Вряд ли Чехова в данном случае волнуют отношения Дуни с ее семьей, поскольку ее отец — почетный потомственный гражданин города Москвы Исаак Эфрос был просвещенным человеком и активным сторонником языковой и культурной ассимиляции. Правда, эту ассимиляцию ему хотелось бы связать с сохранением религиозного и национального еврейского уклада, но для родной и любимой дочери он, вероятно, сделал бы исключение. Чехов же думал, во-первых, о том, как впишется Дуня в его семью, а во-вторых, как она сама будет себя чувствовать в этой чуждой ей среде и не будет ли для нее вечным укором «измена» «своим».
Второй вопрос к оракулу был таким: сколько может продлиться и чем кончится его брак с Дуней?
Ответ на этот вопрос Чехов дает сразу: «Я с ней разведусь через 1–2 года после свадьбы, это несомненно». Оставался только вопрос, как произойдет этот разрыв?

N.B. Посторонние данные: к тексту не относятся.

impl SessionHandle {
    pub fn session_id(&self) -> SessionId {
        self.session_id
    }

    pub fn code(&self) -> &JoinCode {
        &self.code
    }

    /// The latest published state. Never waits on the actor.
    pub fn snapshot(&self) -> Arc<GameSession> {
        self.snapshot.borrow().clone()
    }

    pub fn status(&self) -> GameStatus {
        self.snapshot.borrow().status
    }

    /// A receiver that wakes on every published change. Its `changed()`
    /// errors once the session is destroyed.
    pub fn watch(&self) -> watch::Receiver<Arc<GameSession>> {
        self.snapshot.clone()
    }

    /// Runs `callback` after every change until the returned
    /// [`Subscription`] is dropped or unsubscribed.
    pub fn subscribe<F>(&self, callback: F) -> Subscription
    where
        F: Fn(&GameSession) + Send + Sync + 'static,
    {
        let id = self.subscribers.add(Arc::new(callback));
        Subscription {
            id,
            subscribers: Arc::downgrade(&self.subscribers),
        }
    }

    pub fn subscriber_count(&self) -> usize {
        self.subscribers.len()
    }

    /// Returns `true` once the actor has stopped.
    pub fn is_closed(&self) -> bool {
        self.sender.is_closed()
    }

    /// Seats a user. See [`LobbyCoordinator::join`].
    pub async fn join(
        &self,
        profile: PlayerProfile,
    ) -> Result<(Player, Arc<GameSession>), GameError> {
        self.request(|reply| SessionCommand::Join { profile, reply })
            .await
    }

    /// See [`LobbyCoordinator::leave`].
    pub async fn leave(&self, player_id: PlayerId) -> Result<Arc<GameSession>, GameError> {
        self.request(|reply| SessionCommand::Leave { player_id, reply })
            .await
    }

    /// See [`LobbyCoordinator::kick`].
    pub async fn kick(
        &self,
        requester: PlayerId,
        target: PlayerId,
    ) -> Result<Arc<GameSession>, GameError> {
        self.request(|reply| SessionCommand::Kick {
            requester,
            target,
            reply,
        })
        .await
    }

    /// See [`LobbyCoordinator::set_active`].
    pub async fn set_active(
        &self,
        player_id: PlayerId,
        active: bool,
    ) -> Result<Arc<GameSession>, GameError> {
        self.request(|reply| SessionCommand::SetActive {
            player_id,
            active,
            reply,
        })
        .await
    }

    /// Moves the host role off `departed` once they are gone for good.
    /// See [`LobbyCoordinator::migrate_host`].
    pub async fn migrate_host(&self, departed: PlayerId) -> Result<Arc<GameSession>, GameError> {
        self.request(|reply| SessionCommand::MigrateHost { departed, reply })
            .await
    }

    /// See [`RoundStateMachine::start`].
    pub async fn start(&self, requester: PlayerId) -> Result<Arc<GameSession>, GameError> {
        self.request(|reply| SessionCommand::Start { requester, reply })
            .await
    }

    /// See [`RoundStateMachine::call_vote`].
    pub async fn call_vote(&self, requester: PlayerId) -> Result<Arc<GameSession>, GameError> {
        self.request(|reply| SessionCommand::CallVote { requester, reply })
            .await
    }

    /// Casts a ballot. When it completes the box the vote resolves right
    /// away and the returned snapshot already reflects the outcome.
    pub async fn cast_vote(
        &self,
        voter: PlayerId,
        target: PlayerId,
    ) -> Result<Arc<GameSession>, GameError> {
        self.request(|reply| SessionCommand::CastVote {
            voter,
            target,
            reply,
        })
        .await
    }

    /// See [`RoundStateMachine::force_end`].
    pub async fn force_end(&self, requester: PlayerId) -> Result<Arc<GameSession>, GameError> {
        self.request(|reply| SessionCommand::ForceEnd { requester, reply })
            .await
    }

    /// Stops the actor after it drains the commands queued before this one.
    /// Returns immediately if it is already gone.
    pub async fn shutdown(&self) {
        let (reply_tx, reply_rx) = oneshot::channel();
        if self
            .sender
            .send(SessionCommand::Shutdown { reply: reply_tx })
            .await
            .is_ok()
        {
            let _ = reply_rx.await;
        }
    }

    async fn request<T>(
        &self,
        command: impl FnOnce(Reply<T>) -> SessionCommand,
    ) -> Result<T, GameError> {
        let (reply_tx, reply_rx) = oneshot::channel();
        self.sender
            .send(command(reply_tx))
            .await
            .map_err(|_| GameError::Unavailable(self.session_id))?;
        reply_rx
            .await
            .map_err(|_| GameError::Unavailable(self.session_id))?
    }
}

// ---------------------------------------------------------------------------
// SessionActor
// ---------------------------------------------------------------------------

struct SessionActor {
    session: GameSession,
    scoring: ScoringRules,
    timer: PhaseTimer,
    rng: StdRng,
    receiver: mpsc::Receiver<SessionCommand>,
    publisher: watch::Sender<Arc<GameSession>>,
    subscribers: Arc<Subscribers>,
}

impl SessionActor {
    async fn run(mut self) {
        let session_id = self.session.id;
        tracing::info!(%session_id, code = %self.session.code, "session actor started");

        let ack = loop {
            tokio::select! {
                command = self.receiver.recv() => {
                    let Some(command) = command else { break None };
                    if let Some(ack) = self.handle(command) {
                        break Some(ack);
                    }
                }
                phase = self.timer.expired() => self.on_timer(phase),
            }
        };

        // Anything still queued gets `Unavailable` when the receiver drops.
        drop(self.receiver);
        tracing::info!(%session_id, "session actor stopped");
        if let Some(ack) = ack {
            let _ = ack.send(());
        }
    }

    /// Applies one command. Returns the acknowledgement channel when the
    /// command was a shutdown.
    fn handle(&mut self, command: SessionCommand) -> Option<oneshot::Sender<()>> {
        match command {
            SessionCommand::Join { profile, reply } => {
                let user_id = profile.user_id.clone();
                let result = LobbyCoordinator::join(&mut self.session, profile).map(|player| {
                    tracing::info!(
                        session_id = %self.session.id,
                        player_id = %player.id,
                        %user_id,
                        players = self.session.players.len(),
                        "player joined"
                    );
                    (player, self.publish())
                });
                self.reply("join", reply, result);
            }
            SessionCommand::Leave { player_id, reply } => {
                let result = LobbyCoordinator::leave(&mut self.session, player_id).map(|()| {
                    tracing::info!(
                        session_id = %self.session.id,
                        %player_id,
                        players = self.session.players.len(),
                        "player left"
                    );
                    self.publish()
                });
                self.reply("leave", reply, result);
            }
            SessionCommand::Kick {
                requester,
                target,
                reply,
            } => {
                let result =
                    LobbyCoordinator::kick(&mut self.session, requester, target).map(|()| {
                        tracing::info!(
                            session_id = %self.session.id,
                            player_id = %target,
                            "player kicked"
                        );
                        self.publish()
                    });
                self.reply("kick", reply, result);
            }
            SessionCommand::SetActive {
                player_id,
                active,
                reply,
            } => {
                let result = self.set_active(player_id, active);
                self.reply("set_active", reply, result);
            }
            SessionCommand::MigrateHost { departed, reply } => {
                let result = LobbyCoordinator::migrate_host(&mut self.session, departed)
                    .map(|migrated| match migrated {
                        Some(_) => self.publish(),
                        None if self.session.status == GameStatus::Finished => self.publish(),
                        None => self.publisher.borrow().clone(),
                    });
                self.reply("migrate_host", reply, result);
            }
            SessionCommand::Start { requester, reply } => {
                let result = RoundStateMachine::start(&mut self.session, requester, &mut self.rng)
                    .map(|()| {
                        tracing::info!(
                            session_id = %self.session.id,
                            players = self.session.players.len(),
                            impostors = self.session.impostor_count,
                            "game started"
                        );
                        self.publish()
                    });
                self.reply("start", reply, result);
            }
            SessionCommand::CallVote { requester, reply } => {
                let result = RoundStateMachine::call_vote(&mut self.session, requester).map(|()| {
                    tracing::info!(
                        session_id = %self.session.id,
                        round = self.session.round,
                        "voting opened by host"
                    );
                    self.publish()
                });
                self.reply("call_vote", reply, result);
            }
            SessionCommand::CastVote {
                voter,
                target,
                reply,
            } => {
                let result = self.cast_vote(voter, target);
                self.reply("cast_vote", reply, result);
            }
            SessionCommand::ForceEnd { requester, reply } => {
                let result = RoundStateMachine::force_end(&mut self.session, requester).map(|()| {
                    tracing::info!(session_id = %self.session.id, "game force-ended by host");
                    self.publish()
                });
                self.reply("force_end", reply, result);
            }
            SessionCommand::Shutdown { reply } => {
                tracing::info!(session_id = %self.session.id, "session shutting down");
                return Some(reply);
            }
        }
        None
    }

    fn cast_vote(
        &mut self,
        voter: PlayerId,
        target: PlayerId,
    ) -> Result<Arc<GameSession>, GameError> {
        VoteTally::cast_vote(&mut self.session, voter, target)?;
        self.resolve_if_complete()?;
        Ok(self.publish())
    }

    /// A player dropping mid-vote may be the last ballot being waited on.
    fn set_active(
        &mut self,
        player_id: PlayerId,
        active: bool,
    ) -> Result<Arc<GameSession>, GameError> {
        LobbyCoordinator::set_active(&mut self.session, player_id, active)?;
        if !active {
            self.resolve_if_complete()?;
        }
        Ok(self.publish())
    }

    fn resolve_if_complete(&mut self) -> Result<(), GameError> {
        if self.session.status == GameStatus::Voting && VoteTally::all_voted(&self.session) {
            self.resolve_voting()?;
        }
        Ok(())
    }

    fn resolve_voting(&mut self) -> Result<(), GameError> {
        let result = RoundStateMachine::resolve_voting(&mut self.session, &self.scoring)?;
        if let Some(winner) = result.winner {
            tracing::info!(
                session_id = %self.session.id,
                %winner,
                rounds = result.round,
                "game finished"
            );
        }
        Ok(())
    }

    fn on_timer(&mut self, phase: Phase) {
        self.timer.disarm();
        let outcome = match phase.status {
            GameStatus::InProgress => {
                tracing::info!(
                    session_id = %self.session.id,
                    round = phase.round,
                    "round timer elapsed, voting opened"
                );
                RoundStateMachine::open_voting(&mut self.session)
            }
            GameStatus::Voting => {
                tracing::info!(
                    session_id = %self.session.id,
                    round = phase.round,
                    "voting timer elapsed"
                );
                self.resolve_voting()
            }
            GameStatus::Lobby | GameStatus::Finished => Ok(()),
        };
        match outcome {
            Ok(()) => {
                self.publish();
            }
            Err(error) => {
                tracing::warn!(session_id = %self.session.id, %error, "timer transition failed");
            }
        }
    }

    /// Re-arms the phase timer, then publishes a snapshot to watchers and
    /// subscribers.
    fn publish(&mut self) -> Arc<GameSession> {
        self.timer.sync(&mut self.session);
        let snapshot = Arc::new(self.session.clone());
        self.publisher.send_replace(Arc::clone(&snapshot));
        self.subscribers.notify(&snapshot);
        snapshot
    }

    fn reply<T>(&self, op: &'static str, reply: Reply<T>, result: Result<T, GameError>) {
        if let Err(error) = &result {
            tracing::debug!(session_id = %self.session.id, op, %error, "command rejected");
        }
        let _ = reply.send(result);
    }
}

Поиск ответов на все эти вопросы отразился на творчестве Чехова 1886–1888 гг., начиная с пресловутой «Тины», где Сусанна уже в первом же разговоре с незнакомым человеком заявляет о том, что хотя она «еврейка до мозга костей» и «без памяти» любит Шмулей и Янкелей, но ей противна в «семитической крови» «страсть к наживе», и тут же сообщает о своих хождениях в церковь, о любви к русским и французам. И над всеми этими откровениями еврейской шлюхи — картина «Встреча Иакова с Исавом», Исавом, продавшим первородство за чечевичную похлебку и возненавидевшим за это свой же народ. Обреченная на увядание бесплодная Сусанна символизирует те самые последствия, о которых писал Чехов Билибину.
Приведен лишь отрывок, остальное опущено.